To chants of “legal weed boosts morale” and the spectacle of a legislator rolling a joint, Mexico’s lower house of Congress passed a sweeping legalization of marijuana this month. The measure, which President López Obrador is expected to sign into law within the next month, will allow Mexicans to grow several marijuana plants at home, purchase cannabis from licensed vendors and possess up to 28 grams for recreational use.

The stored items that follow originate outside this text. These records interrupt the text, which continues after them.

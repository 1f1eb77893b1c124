mod bus;
mod events;
mod handlers;

pub use bus::{EventBus, SubscriptionId};
pub use events::EditorEvent;
pub use handlers::{EventRecorder, LoggingHandler};

/// Receives every event a surface emits, on the thread that made the change.
pub trait EventHandler: Send {
    fn handle_event(&mut self, event: &EditorEvent);
}
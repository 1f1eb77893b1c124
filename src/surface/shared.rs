use futures::channel::oneshot;
use image::RgbaImage;
use log::{debug, warn};
use parking_lot::{Mutex, MutexGuard};
use std::future::Future;
use std::sync::Arc;
use std::thread;

use super::Surface;
use crate::canvas::Canvas;
use crate::element::DrawableContainerList;
use crate::error::{EditorError, EditorResult};
use crate::filter::RenderMode;

/// Owned copy of a surface's background and elements.
#[derive(Debug, Clone)]
pub struct RenderSnapshot {
    background: RgbaImage,
    elements: DrawableContainerList,
}

impl RenderSnapshot {
    pub fn new(background: RgbaImage, elements: DrawableContainerList) -> Self {
        Self { background, elements }
    }

    /// Flatten into a new bitmap: background, then each container with its filters, in z-order.
    pub fn render(&self, mode: RenderMode) -> RgbaImage {
        let mut canvas = Canvas::new(self.background.clone());
        self.elements.draw(&mut canvas, mode);
        canvas.into_image()
    }
}

/// A surface that other threads can reach.
///
/// All access goes through one lock. Background renders copy what they need
/// while holding it and then work on the copy, so a finished bitmap is handed
/// over whole and never sees a half-applied undo.
#[derive(Debug, Clone)]
pub struct SharedSurface {
    inner: Arc<Mutex<Surface>>,
}

impl SharedSurface {
    pub fn new(surface: Surface) -> Self {
        Self { inner: Arc::new(Mutex::new(surface)) }
    }

    pub fn lock(&self) -> MutexGuard<'_, Surface> {
        self.inner.lock()
    }

    pub fn with<R>(&self, f: impl FnOnce(&mut Surface) -> R) -> R {
        f(&mut self.inner.lock())
    }

    /// Render on a worker thread; the future resolves to the complete bitmap.
    pub fn render_in_background(&self, mode: RenderMode) -> impl Future<Output = EditorResult<RgbaImage>> + use<> {
        let snapshot = self.inner.lock().snapshot();
        let (sender, receiver) = oneshot::channel();
        let spawned = thread::Builder::new().name("surface-render".into()).spawn(move || {
            let image = snapshot.render(mode);
            debug!("background render finished ({}x{})", image.width(), image.height());
            if sender.send(image).is_err() {
                debug!("background render dropped, nobody is waiting");
            }
        });
        if let Err(err) = &spawned {
            warn!("could not start render thread: {err}");
        }
        async move { receiver.await.map_err(|_| EditorError::SurfaceGone) }
    }
}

The consequences are likely to be felt beyond Mexico’s borders. The U.S., architect of the global war on drugs, finds itself sandwiched between two neighbours that are legalizing marijuana (Canada decriminalized it in 2018). More than a dozen U.S. states already allow recreational use of the drug and Senate majority leader Chuck Schumer has pledged to push legislation this year to end the federal prohibition of marijuana.

Advocates of legal marijuana, including several former heads of government, claim a low risk of harm from the drug and cite the benefits of prising the trade from the grip of illegal cartels: the opportunities for regulation, control of quality and taxation, as well as freeing up police for other law enforcement priorities. A previous Mexican president and outspoken supporter of legalization, Vicente Fox, has put his money where his mouth is and joined the board of a Canadian-Colombian medical cannabis company.

Opponents argue that the health risks of regular marijuana use have been underestimated. They see dangers of legalization leading to increased addiction and of the drug acting as a gateway to other, more powerful, illegal narcotics. A majority of Mexicans appear to share those views; according to a recent poll, 58% oppose legalization.

Whatever the pros and cons of Mexico’s marijuana move, experts agree that it is unlikely to dent the enormous power of the drug cartels or their propensity for appalling violence. The country has paid a terrible price for its location as a key shipment point for drugs entering the lucrative U.S. market, with more than 300,000 homicides since 2006, many of them narcotics-related.

Although marijuana was the original illegal crop of choice for Mexican traffickers, they have diversified extensively in recent years into newer, more lethal and more profitable drugs, such as the synthetic opioid fentanyl. Many times more potent than heroin, fentanyl can be produced cheaply and easily using precursor chemicals from Asia and then smuggled across the border. Seizures of fentanyl rose 486% last year in Mexico, and confiscations of other hard drugs such as cocaine and heroin also increased sharply.

Supporters of legalization argue that addicts to hard drugs should be treated as medical rather than criminal cases — an approach taken by Portugal. Faced with one of Europe’s highest rates of drug-related deaths, the Iberian nation decriminalized possession and use of small amounts of all drugs in 2001, though not their sale or production (deaths have since fallen).

But given how dangerous some hard drugs are, even the most ardent decriminalizers struggle to explain how heroin or fentanyl could be produced, sold and used legally and safely. It is also not a given that legalization eliminates illegal drug-dealing; two years after permitting marijuana sales, Canada has found that underground sellers still thrive because they have a price advantage over (taxed) legal ones.

Legal weed may boost morale for some but the effect on the illegal drug trade — like that on the mind — is likely to be transitory.